El Tao del viajero
Paul Theroux
Traducción de Ezequiel
Martínez Llorente
Alfaguara
Junio, 2012
388 páginas
He aquí
un libro feliz. Paul Theroux (Medford, Massachusetts, 1941) nos regala una obra
de reflexiones, propias y ajenas, sobre el viaje, que constituyen uno de los
textos mejores que puede leer quien pretenda huir de la cárcel de la vida
cotidiana. Este libro es un regalo para la inteligencia y una desmitificación
de la versión legendaria del escritor viajero o del viajero que escribe. Es
posible que Theroux no sea un gran novelista, a pesar de los aciertos que
contiene La costa de los Mosquitos,
pero es, sin duda, uno de los escritores de libros de viajes con más tablas y
que mejor valora la distancia que debe existir entre el viajero y lo viajado.

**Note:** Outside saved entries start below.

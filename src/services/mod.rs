// Services module - business logic layer

pub mod location_service;
pub mod member_service;

pub use location_service::{CurrentLocationService, LocationService};
pub use member_service::{MemberService, MemberStateService};
use serde::{Deserialize, Serialize};
use std::fmt;
use std::str::FromStr;

/// Movement tracking flag stored on a member record.
///
/// Serialized as its integer value so clients see `0` / `1`.
#[derive(Debug, Clone, Copy, Default, PartialEq, Eq, Hash, Serialize, Deserialize)]
#[serde(try_from = "i32", into = "i32")]
pub enum MovingState {
    #[default]
    Stopped = 0,
    Moving = 1,
}

impl MovingState {
    pub fn as_flag(self) -> i32 {
        self as i32
    }
}

impl From<MovingState> for i32 {
    fn from(state: MovingState) -> Self {
        state.as_flag()
    }
}

impl TryFrom<i32> for MovingState {
    type Error = String;

    fn try_from(value: i32) -> Result<Self, Self::Error> {
        match value {
            0 => Ok(MovingState::Stopped),
            1 => Ok(MovingState::Moving),
            _ => Err(format!("Invalid moving state flag: {}", value)),
        }
    }
}

impl fmt::Display for MovingState {
    fn fmt(&self, f: &mut fmt::Formatter<'_>) -> fmt::Result {
        match self {
            MovingState::Stopped => write!(f, "stopped"),
            MovingState::Moving => write!(f, "moving"),
        }
    }
}

impl FromStr for MovingState {
    type Err = String;

    fn from_str(s: &str) -> Result<Self, Self::Err> {
        match s.to_lowercase().as_str() {
            "stopped" | "0" => Ok(MovingState::Stopped),
            "moving" | "1" => Ok(MovingState::Moving),
            _ => Err(format!("Invalid moving state: {}", s)),
        }
    }
}

/// Persistence backend selected at startup
#[derive(Debug, Clone, Copy, PartialEq, Eq)]
pub enum StorageBackend {
    DynamoDb,
    Memory,
}

impl fmt::Display for StorageBackend {
    fn fmt(&self, f: &mut fmt::Formatter<'_>) -> fmt::Result {
        match self {
            StorageBackend::DynamoDb => write!(f, "dynamodb"),
            StorageBackend::Memory => write!(f, "memory"),
        }
    }
}

impl FromStr for StorageBackend {
    type Err = String;

    fn from_str(s: &str) -> Result<Self, Self::Err> {
        match s.to_lowercase().as_str() {
            "dynamodb" => Ok(StorageBackend::DynamoDb),
            "memory" => Ok(StorageBackend::Memory),
            _ => Err(format!("Invalid storage backend: {}", s)),
        }
    }
}
use axum::{
    async_trait,
    extract::{
        rejection::{JsonRejection, PathRejection},
        FromRequest, FromRequestParts, Path, Request,
    },
    http::{request::Parts, StatusCode},
    response::{IntoResponse, Response},
    Json,
};
use serde::de::DeserializeOwned;
use serde_json::json;

use crate::models::{Validate, ValidationError};

/// JSON body extractor that runs [`Validate`] before the handler sees the value
#[derive(Debug, Clone, Copy, Default)]
pub struct ValidatedJson<T>(pub T);

/// Path parameter extractor whose rejection carries the JSON error body
#[derive(Debug, Clone, Copy)]
pub struct ValidatedPath<T>(pub T);

/// Why a request was refused before reaching a handler
#[derive(Debug)]
pub enum RequestRejection {
    Json(JsonRejection),
    Path(PathRejection),
    Invalid(ValidationError),
}

#[async_trait]
impl<T, S> FromRequest<S> for ValidatedJson<T>
where
    T: DeserializeOwned + Validate,
    S: Send + Sync,
{
    type Rejection = RequestRejection;

    async fn from_request(req: Request, state: &S) -> Result<Self, Self::Rejection> {
        let Json(value) = Json::<T>::from_request(req, state)
            .await
            .map_err(RequestRejection::Json)?;

        value.validate().map_err(RequestRejection::Invalid)?;
        Ok(ValidatedJson(value))
    }
}

#[async_trait]
impl<T, S> FromRequestParts<S> for ValidatedPath<T>
where
    T: DeserializeOwned + Send,
    S: Send + Sync,
{
    type Rejection = RequestRejection;

    async fn from_request_parts(parts: &mut Parts, state: &S) -> Result<Self, Self::Rejection> {
        let Path(value) = Path::<T>::from_request_parts(parts, state)
            .await
            .map_err(RequestRejection::Path)?;

        Ok(ValidatedPath(value))
    }
}

impl IntoResponse for RequestRejection {
    fn into_response(self) -> Response {
        let (status, message) = match self {
            RequestRejection::Json(rejection) => {
                let status = match rejection {
                    JsonRejection::MissingJsonContentType(_) => StatusCode::UNSUPPORTED_MEDIA_TYPE,
                    _ => StatusCode::BAD_REQUEST,
                };
                (status, rejection.body_text())
            }
            RequestRejection::Path(rejection) => (rejection.status(), rejection.body_text()),
            RequestRejection::Invalid(error) => (StatusCode::BAD_REQUEST, error.to_string()),
        };

        crate::warn_with_trace!(status = status.as_u16(), reason = %message, "Rejected request");

        (
            status,
            Json(json!({
                "error": message,
                "timestamp": chrono::Utc::now().to_rfc3339(),
            })),
        )
            .into_response()
    }
}
use super::{Coordinates, CurrentLocationRequest, MemberId, ValidationError, ValidationResult};

/// Trait for validating input models
pub trait Validate {
    fn validate(&self) -> ValidationResult<()>;
}

/// Validation constants
pub const MIN_LATITUDE: f64 = -90.0;
pub const MAX_LATITUDE: f64 = 90.0;
pub const MIN_LONGITUDE: f64 = -180.0;
pub const MAX_LONGITUDE: f64 = 180.0;

pub const LATITUDE_FIELD: &str = "currentLatitude";
pub const LONGITUDE_FIELD: &str = "currentLongitude";

impl Validate for CurrentLocationRequest {
    fn validate(&self) -> ValidationResult<()> {
        let latitude = self
            .current_latitude
            .ok_or_else(|| ValidationError::RequiredField {
                field: LATITUDE_FIELD.to_string(),
            })?;
        let longitude = self
            .current_longitude
            .ok_or_else(|| ValidationError::RequiredField {
                field: LONGITUDE_FIELD.to_string(),
            })?;

        validate_latitude(latitude)?;
        validate_longitude(longitude)?;
        Ok(())
    }
}

impl Validate for Coordinates {
    fn validate(&self) -> ValidationResult<()> {
        validate_latitude(self.latitude)?;
        validate_longitude(self.longitude)?;
        Ok(())
    }
}

/// Validate a latitude in degrees
pub fn validate_latitude(latitude: f64) -> ValidationResult<()> {
    validate_degrees(LATITUDE_FIELD, latitude, MIN_LATITUDE, MAX_LATITUDE)
}

/// Validate a longitude in degrees
pub fn validate_longitude(longitude: f64) -> ValidationResult<()> {
    validate_degrees(LONGITUDE_FIELD, longitude, MIN_LONGITUDE, MAX_LONGITUDE)
}

fn validate_degrees(field: &str, value: f64, min: f64, max: f64) -> ValidationResult<()> {
    if !value.is_finite() {
        return Err(ValidationError::InvalidValue {
            field: field.to_string(),
            value: value.to_string(),
            reason: "Must be a finite number".to_string(),
        });
    }

    if value < min || value > max {
        return Err(ValidationError::OutOfRange {
            field: field.to_string(),
            min: min.to_string(),
            max: max.to_string(),
            value: value.to_string(),
        });
    }

    Ok(())
}

/// Validate a member identifier taken from a path or a token
pub fn validate_member_id(member_id: MemberId) -> ValidationResult<()> {
    if member_id <= 0 {
        return Err(ValidationError::InvalidValue {
            field: "memberId".to_string(),
            value: member_id.to_string(),
            reason: "Must be a positive integer".to_string(),
        });
    }

    Ok(())
}
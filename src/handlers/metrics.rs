use axum::{
    extract::State,
    http::{header, StatusCode},
    response::{IntoResponse, Response},
};
use std::sync::Arc;
use tracing::{error, instrument};

use crate::observability::Metrics;

/// Handler for Prometheus metrics endpoint
#[instrument(name = "metrics_handler", skip(metrics))]
pub async fn metrics_handler(State(metrics): State<Arc<Metrics>>) -> Response {
    match metrics.encode() {
        Ok(metrics_text) => (
            StatusCode::OK,
            [(
                header::CONTENT_TYPE,
                "text/plain; version=0.0.4; charset=utf-8",
            )],
            metrics_text,
        )
            .into_response(),
        Err(e) => {
            error!(error = %e, "Failed to encode metrics");
            (StatusCode::INTERNAL_SERVER_ERROR, "Failed to encode metrics").into_response()
        }
    }
}
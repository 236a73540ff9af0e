// Re-export all model types
pub use self::enums::*;
pub use self::errors::*;
pub use self::location::*;
pub use self::member::*;
pub use self::validation::*;

mod enums;
mod errors;
mod location;
mod member;
mod validation;
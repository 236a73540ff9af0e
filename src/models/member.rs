use chrono::{DateTime, Utc};
use serde::{Deserialize, Serialize};

use super::MovingState;

/// Identifier of a member account
pub type MemberId = i64;

/// The subset of a member account this service reads and writes
#[derive(Debug, Clone, PartialEq, Serialize, Deserialize)]
pub struct Member {
    pub id: MemberId,
    pub name: String,
    pub family_code: String,
    pub moving_state: MovingState,
    pub created_at: DateTime<Utc>,
    pub updated_at: DateTime<Utc>,
}

impl Member {
    pub fn new(id: MemberId, name: impl Into<String>, family_code: impl Into<String>) -> Self {
        let now = Utc::now();
        Self {
            id,
            name: name.into(),
            family_code: family_code.into(),
            moving_state: MovingState::Stopped,
            created_at: now,
            updated_at: now,
        }
    }

    /// Whether this member may read `other`'s location.
    ///
    /// Members can always read their own location; otherwise both must belong to the
    /// same, non-empty family.
    pub fn can_view_location_of(&self, other: &Member) -> bool {
        if self.id == other.id {
            return true;
        }
        !self.family_code.is_empty() && self.family_code == other.family_code
    }

    pub fn set_moving_state(&mut self, state: MovingState) {
        self.moving_state = state;
        self.updated_at = Utc::now();
    }
}
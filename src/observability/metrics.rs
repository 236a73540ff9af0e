use prometheus::{
    CounterVec, Encoder, GaugeVec, HistogramOpts, HistogramVec, Opts, Registry, TextEncoder,
};
use thiserror::Error;
use tracing::info;

use crate::models::MovingState;

#[derive(Debug, Error)]
pub enum MetricsError {
    #[error("Failed to register metric: {0}")]
    Registration(#[from] prometheus::Error),
    #[error("Failed to encode metrics: {0}")]
    Encoding(String),
}

/// Prometheus metrics for the current-location service
#[derive(Clone)]
pub struct Metrics {
    registry: Registry,

    // HTTP metrics
    pub http_requests_total: CounterVec,
    pub http_request_duration_seconds: HistogramVec,
    pub http_requests_in_flight: GaugeVec,

    // Business metrics
    pub location_operations_total: CounterVec,
    pub location_operation_duration_seconds: HistogramVec,
    pub member_state_updates_total: CounterVec,
}

impl Metrics {
    /// Create a new metrics instance with all metrics registered on a private registry
    pub fn new() -> Result<Self, MetricsError> {
        let registry = Registry::new();

        info!("Initializing Prometheus metrics");

        let http_requests_total = CounterVec::new(
            Opts::new(
                "http_requests_total",
                "Total number of HTTP requests processed",
            ),
            &["method", "endpoint", "status_code"],
        )?;

        let http_request_duration_seconds = HistogramVec::new(
            HistogramOpts::new(
                "http_request_duration_seconds",
                "HTTP request duration in seconds",
            )
            .buckets(vec![
                0.001, 0.005, 0.01, 0.025, 0.05, 0.1, 0.25, 0.5, 1.0, 2.5, 5.0, 10.0,
            ]),
            &["method", "endpoint"],
        )?;

        let http_requests_in_flight = GaugeVec::new(
            Opts::new(
                "http_requests_in_flight",
                "Number of HTTP requests currently being processed",
            ),
            &["method", "endpoint"],
        )?;

        let location_operations_total = CounterVec::new(
            Opts::new(
                "location_operations_total",
                "Total number of current-location operations",
            ),
            &["operation", "status"],
        )?;

        let location_operation_duration_seconds = HistogramVec::new(
            HistogramOpts::new(
                "location_operation_duration_seconds",
                "Current-location operation duration in seconds",
            )
            .buckets(vec![0.001, 0.005, 0.01, 0.025, 0.05, 0.1, 0.25, 0.5, 1.0, 2.5]),
            &["operation"],
        )?;

        let member_state_updates_total = CounterVec::new(
            Opts::new(
                "member_state_updates_total",
                "Total number of member moving-state updates",
            ),
            &["state", "status"],
        )?;

        registry.register(Box::new(http_requests_total.clone()))?;
        registry.register(Box::new(http_request_duration_seconds.clone()))?;
        registry.register(Box::new(http_requests_in_flight.clone()))?;
        registry.register(Box::new(location_operations_total.clone()))?;
        registry.register(Box::new(location_operation_duration_seconds.clone()))?;
        registry.register(Box::new(member_state_updates_total.clone()))?;

        info!("Prometheus metrics initialized successfully");

        Ok(Metrics {
            registry,
            http_requests_total,
            http_request_duration_seconds,
            http_requests_in_flight,
            location_operations_total,
            location_operation_duration_seconds,
            member_state_updates_total,
        })
    }

    pub fn registry(&self) -> &Registry {
        &self.registry
    }

    /// Encode all metrics in Prometheus text format
    pub fn encode(&self) -> Result<String, MetricsError> {
        let encoder = TextEncoder::new();
        let metric_families = self.registry.gather();

        let mut buffer = Vec::new();
        encoder
            .encode(&metric_families, &mut buffer)
            .map_err(|e| MetricsError::Encoding(e.to_string()))?;

        String::from_utf8(buffer).map_err(|e| MetricsError::Encoding(e.to_string()))
    }

    pub fn record_http_request(
        &self,
        method: &str,
        endpoint: &str,
        status_code: u16,
        duration_seconds: f64,
    ) {
        let status_str = status_code.to_string();

        self.http_requests_total
            .with_label_values(&[method, endpoint, &status_str])
            .inc();

        self.http_request_duration_seconds
            .with_label_values(&[method, endpoint])
            .observe(duration_seconds);
    }

    pub fn record_location_operation(&self, operation: &str, success: bool, duration_seconds: f64) {
        let status = if success { "success" } else { "error" };

        self.location_operations_total
            .with_label_values(&[operation, status])
            .inc();

        self.location_operation_duration_seconds
            .with_label_values(&[operation])
            .observe(duration_seconds);
    }

    pub fn record_member_state_update(&self, state: MovingState, success: bool) {
        let status = if success { "success" } else { "error" };
        let state = state.to_string();

        self.member_state_updates_total
            .with_label_values(&[state.as_str(), status])
            .inc();
    }

    pub fn increment_in_flight(&self, method: &str, endpoint: &str) {
        self.http_requests_in_flight
            .with_label_values(&[method, endpoint])
            .inc();
    }

    pub fn decrement_in_flight(&self, method: &str, endpoint: &str) {
        self.http_requests_in_flight
            .with_label_values(&[method, endpoint])
            .dec();
    }
}
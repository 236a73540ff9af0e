use std::sync::Arc;
use std::time::Duration;

use current_location_rs::{
    auth::TokenVerifier,
    create_app, location_state,
    models::{Member, MemberId},
    repositories::{InMemoryLocationRepository, InMemoryMemberRepository, MemberRepository},
    HttpLimits, Metrics,
};
use reqwest::Client;
use tokio::net::TcpListener;

pub const TEST_SECRET: &[u8] = b"integration-test-secret";

/// Parent and child in one family
pub const PARENT_ID: MemberId = 1;
pub const CHILD_ID: MemberId = 2;
/// Member of another family
pub const STRANGER_ID: MemberId = 3;

pub struct TestEnvironment {
    pub client: Client,
    pub base_url: String,
    pub members: Arc<InMemoryMemberRepository>,
    verifier: TokenVerifier,
}

impl TestEnvironment {
    pub async fn new() -> Self {
        let members = Arc::new(InMemoryMemberRepository::with_members([
            Member::new(PARENT_ID, "parent", "FAM-A"),
            Member::new(CHILD_ID, "child", "FAM-A"),
            Member::new(STRANGER_ID, "stranger", "FAM-B"),
        ]));

        let metrics = Arc::new(Metrics::new().expect("Failed to create metrics"));
        let state = location_state(
            Arc::new(InMemoryLocationRepository::new()),
            members.clone(),
            metrics.clone(),
        );
        let app = create_app(
            metrics,
            state,
            Arc::new(TokenVerifier::new(TEST_SECRET, 0)),
            HttpLimits {
                request_timeout: Duration::from_secs(5),
                max_request_size: 64 * 1024,
            },
        );

        let listener = TcpListener::bind("127.0.0.1:0")
            .await
            .expect("Failed to bind listener");
        let addr = listener.local_addr().expect("Failed to get local address");
        let base_url = format!("http://{}", addr);

        tokio::spawn(async move {
            axum::serve(listener, app)
                .await
                .expect("Failed to serve app");
        });

        Self {
            client: Client::new(),
            base_url,
            members,
            verifier: TokenVerifier::new(TEST_SECRET, 0),
        }
    }

    pub fn url(&self, path: &str) -> String {
        format!("{}{}", self.base_url, path)
    }

    pub fn token_for(&self, member_id: MemberId) -> String {
        self.verifier
            .issue(member_id, chrono::Duration::minutes(5))
            .expect("Failed to issue token")
    }

    pub async fn moving_state_flag(&self, member_id: MemberId) -> i32 {
        self.members
            .find_by_id(member_id)
            .await
            .expect("Failed to read member")
            .expect("Member not seeded")
            .moving_state
            .as_flag()
    }
}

Siempre contenido, siempre observando, siempre aprendiendo, siempre a la
búsqueda del desplazamiento en tren, donde no aparece la fiebre de la carretera
ni el apagón espacial que suponen los aviones. Y ahora, por fin, tratando de
colocar en orden las tensiones de tantas terapias. Porque el escritor viajero
debe conciliar los dos extremos de la vida humana, el del ser sedentario
enfrascado en una labor intelectual, con el del nómada. Y ambas, confiesa, las
ejecuta por motivos bastante poco prácticos, que son los que, finalmente, nos
distinguen de los animales.
En este
libro, Theroux resume su forma de mirar, que es pensamiento. Porque en los ojos
encuentra todo un ideario, el que refleja su estilo sin exceso de estilo,
limpio y explicativo. Entre las versiones que puede tomar la prosa, Theroux, un
lector estupendo, elige la del narrador frente a la del poeta. No concentra sus
ideas, sino que se toma su tiempo para explicarse. De ahí que elija la
enumeración como forma de desarrollar sus aclaraciones, en veintisiete
capítulos que configuran el poliedro del viaje y las preocupaciones del autor,
las que llevan a distinguir al viajero del que practica otra forma de
desplazamiento por el planeta, especialmente la del turista.
El libro
se inicia con extractos de sus obras en las que pretende definir el viaje, para
pasar a intentar detallar el espíritu del viajero que se considera el ombligo
del mundo. A continuación busca retomar la idea del tren como desplazamiento
embaucador con una aclaración que nos remite a Ana Karenina: “Todos los vuelos son iguales; todos los viajes en
tren difieren”. Después se centra en la sinceridad del viaje y en las razones
para narrarlo. Para explicar que el tiempo del viaje es diferente y que por
tanto el tiempo no es una dimensión, ofrece una relación de viajeros escritores
a los que admira. Menciona la conveniencia de viajar ligero, antes de centrarse
en las monomanías que nos colocan al filo de la cordura. Luego habla del miedo
a la soledad, porque viajar no es divertido en el sentido en que es divertida
la risa. Pasa a comentar la pasión sin límites, reflejada en distintas odiseas,
la sensación de ser extranjero en su propia tierra, la dificultad de no
sentirse turista cuando es inevitable saberse forastero. Elogia el ritmo del
caminante y también las grandes hazañas y la excentricidad del retiro
voluntario. No se olvida de la fantasía ni de la gastronomía repulsiva, ni de
los reporteros de guerra. Recomienda leer viajes en los que los viajeros
sufrieron el encuentro. Se enamora de los monstruos y las exageraciones sobre
seres que no se han conocido y lugares que no se han visitado, porque
necesitamos la fantasía. Comenta la fascinación de un cierto enclave, el viaje
sin movimiento que es el conocimiento interior, y que proviene de la disección
del destino. Desaconseja guiarse por nombres sugerentes y refleja que, con
todo, siempre queda algo por ver. Por último relata alguna anécdota, momentos
de plenitud, y resume en diez puntos su personal Tao del viajero, del que cabe
destacar el último: haz algún amigo. Porque es la gente la que da sentido al
viaje. Es de la gente, del otro, de quien aprenderemos la liturgia del viaje,
el respeto. Y así el viajero obtendrá lo que todos, en definitiva, estamos
deseando obtener para el resto de nuestros días: unas pequeñas dosis de reposo.